WebNovels

Chapter 17 - The relay.

---

The pier erupted into shouts and scrambling footsteps as everyone turned toward the voice. The floodlights flickered, struggling to recover from the first sniper hit, shadows stretching across the dock like spilled ink.

Mara whispered, stunned, "It can't be…"

But it was.

A figure stepped into partial view at the end of the pier, framed by broken light. Long coat. Confident stride. A rifle slung across one shoulder like it weighed nothing.

Serena Hale.

My former handler.

My mentor.

The one who vanished six months ago after a mission went bad—so bad the department listed her as KIA.

But there she was, alive, eyes sharp and fixed on the Messenger.

"Serena?" I breathed, disbelief cracking my voice.

She raised her rifle again and fired—clean, precise. Another of the Messenger's people dropped before they could react.

"Move!" she barked. "Both of you!"

Mara broke free from her captors in the confusion, delivering a vicious elbow to one of them before sprinting toward Serena. I tried to push myself upright, but the earlier pulse had scrambled my balance. My vision swam.

Serena saw me faltering and didn't hesitate—she sprinted forward, firing as she moved.

The Messenger ducked behind a cargo crate, pulling Kade with him. "Secure the detective!" he shouted.

Two men lunged for me. Serena closed the distance, cracked one across the skull with her rifle's stock, and dragged me to my feet.

"You always were a magnet for trouble," she muttered, half-laughing, half-furious.

I stared at her. "You're supposed to be dead."

She smirked. "So are you if you don't move."

She hauled me toward cover just as a hail of stun rounds peppered the pier.

Mara slid behind another crate, breathless. "Serena, how—where have you—"

"No time," Serena snapped, shoving a backup pistol into my hand. "You want answers? Survive first."

Shots cracked. The Messenger stepped out again—calm, composed, unshaken.

"Kade," he ordered, "retrieve the detective."

Kade obeyed instantly.

He moved like a machine—no hesitation, no recognition in his eyes. He was faster than before, stronger, like someone had reprogrammed the instincts right out of him.

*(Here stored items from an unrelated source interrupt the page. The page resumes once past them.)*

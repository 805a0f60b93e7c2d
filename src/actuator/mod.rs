//! 化身控制面客户端
//!
//! 外部控制面（渲染桌面宠物的引擎）只提供裸 HTTP 接口；ResilientActuatorClient 在其上补齐
//! 连接复用、指数退避 + 抖动、实例列表短 TTL 缓存与 404 重新定位。ActuatorTransport 是
//! 传输层接缝，生产用 reqwest，测试用脚本化实现。

pub mod client;
pub mod mock;
pub mod transport;

use serde::{Deserialize, Deserializer, Serialize};
use serde_json::Value;
use thiserror::Error;

pub use client::{ActuatorSettings, ResilientActuatorClient};
pub use mock::{MockActuator, ScriptedReply};
pub use transport::{ActuatorTransport, HttpTransport, Method, TransportResponse};

/// 控制面错误
#[derive(Error, Debug, Clone, PartialEq)]
pub enum ActuatorError {
    /// 连接失败、超时、5xx；计入退避
    #[error("actuator I/O error: {0}")]
    TransientIo(String),

    /// 实例不存在（可能已被重建为新 id）
    #[error("actuator instance not found: {0}")]
    NotFound(String),

    /// 控制面拒绝（如行为名非法）
    #[error("actuator rejected request: {0}")]
    Rejected(String),

    /// 退避中，快速失败
    #[error("actuator unavailable, retry in {retry_in_ms}ms")]
    Unavailable { retry_in_ms: u64 },

    #[error("actuator client closed")]
    Closed,
}

/// 控制面上的一个化身实例
#[derive(Clone, Debug, PartialEq, Serialize, Deserialize)]
pub struct ActuatorInstance {
    #[serde(deserialize_with = "id_as_string")]
    pub id: String,
    #[serde(default)]
    pub name: Option<String>,
    #[serde(default)]
    pub active_behavior: Option<String>,
    #[serde(default)]
    pub anchor: Option<Anchor>,
}

#[derive(Clone, Copy, Debug, PartialEq, Serialize, Deserialize)]
pub struct Anchor {
    pub x: f64,
    pub y: f64,
}

/// 控制面的 id 有时是数字有时是字符串，统一成字符串
fn id_as_string<'de, D>(deserializer: D) -> Result<String, D::Error>
where
    D: Deserializer<'de>,
{
    match Value::deserialize(deserializer)? {
        Value::String(s) => Ok(s),
        Value::Number(n) => Ok(n.to_string()),
        other => Err(serde::de::Error::custom(format!(
            "unexpected instance id: {other}"
        ))),
    }
}

/// 默认行为词表（控制面没有声明时使用）
pub const FALLBACK_BEHAVIORS: &[&str] = &["Stand", "Walk", "Run", "Sit", "Fall", "Dash"];

/// 会生成额外实例的行为，永远不暴露给推理后端
const EXCLUDED_BEHAVIOR_KEYWORDS: &[&str] = &["multiply", "spawn", "split"];

/// 由配置与实例列表合并出行为词表：去重保序，过滤会复制实例的行为
pub fn build_vocabulary<'a>(
    configured: &'a [String],
    observed: impl IntoIterator<Item = &'a str>,
) -> Vec<String> {
    let base: Vec<&str> = if configured.is_empty() {
        FALLBACK_BEHAVIORS.to_vec()
    } else {
        configured.iter().map(String::as_str).collect()
    };

    let mut out: Vec<String> = Vec::new();
    for name in base.into_iter().chain(observed) {
        let name = name.trim();
        if name.is_empty() {
            continue;
        }
        let lower = name.to_lowercase();
        if EXCLUDED_BEHAVIOR_KEYWORDS.iter().any(|k| lower.contains(k)) {
            continue;
        }
        if !out.iter().any(|n| n == name) {
            out.push(name.to_string());
        }
    }
    out
}

#[cfg(test)]
mod tests {
    use super::*;

    #[test]
    fn test_instance_id_accepts_number() {
        let inst: ActuatorInstance =
            serde_json::from_str(r#"{"id": 7, "active_behavior": "Sit"}"#).unwrap();
        assert_eq!(inst.id, "7");
        assert_eq!(inst.active_behavior.as_deref(), Some("Sit"));
    }

    #[test]
    fn test_vocabulary_fallback_and_filter() {
        let vocab = build_vocabulary(&[], ["Sit", "Multiply", "ClimbWall", "SplitIntoTwo"]);
        assert_eq!(
            vocab,
            vec!["Stand", "Walk", "Run", "Sit", "Fall", "Dash", "ClimbWall"]
        );
    }

    #[test]
    fn test_vocabulary_prefers_configured_list() {
        let configured = vec!["Sleep".to_string(), "Dance".to_string(), "Sleep".to_string()];
        let vocab = build_vocabulary(&configured, std::iter::empty());
        assert_eq!(vocab, vec!["Sleep", "Dance"]);
    }
}
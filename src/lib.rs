//! Mascot - 桌面宠物双模认知编排器
//!
//! 一个长期运行的进程：主动循环持续决定化身下一步做什么，同时随时响应按需请求；
//! 两种模式共享记忆、情绪与限流预算，但同一时刻只有一个模式在驱动化身。
//!
//! 模块划分：
//! - **config**: 应用配置加载（TOML + 环境变量）
//! - **core**: 编排器、模式状态、错误与恢复、限流、事件总线、情绪、关闭
//! - **actuator**: 化身控制面客户端（缓存、退避、重定位）
//! - **memory**: 工作记忆、情景记忆（SQLite）、语义索引、对话历史
//! - **llm**: LLM 客户端抽象与实现（OpenAI 兼容 / Mock / 脚本化）
//! - **brain**: 推理客户端与决策解析
//! - **executor**: 动作注册表与决策执行器
//! - **ui**: UI 接口（说话、气泡、输入中提示）
//! - **sensors**: 上下文来源、系统告警、输入清洗
//! - **observability**: 日志初始化与运行计数
//! - **server**: 按需请求的行协议 TCP 服务

pub mod actuator;
pub mod brain;
pub mod config;
pub mod core;
pub mod executor;
pub mod llm;
pub mod memory;
pub mod observability;
pub mod sensors;
pub mod server;
pub mod ui;

pub use crate::core::{create_orchestrator, Orchestrator, OrchestratorBuilder};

Serena cursed. "He's been mapped."

"Mapped?" I asked.

"Mind override protocol. Illegal. Off-books," Serena said. "Someone's resurrecting the old lighthouse project."

Mara's eyes widened. "I thought that was dismantled years ago."

"It was," Serena said. "Or so we were told."

Kade leapt over a crate, landing directly in our path.

Mara raised her weapon. "Kade, don't—"

He backhanded it out of her grasp with inhuman force.

I stepped between them, heart hammering. "Kade, listen to me. You know me. You know us."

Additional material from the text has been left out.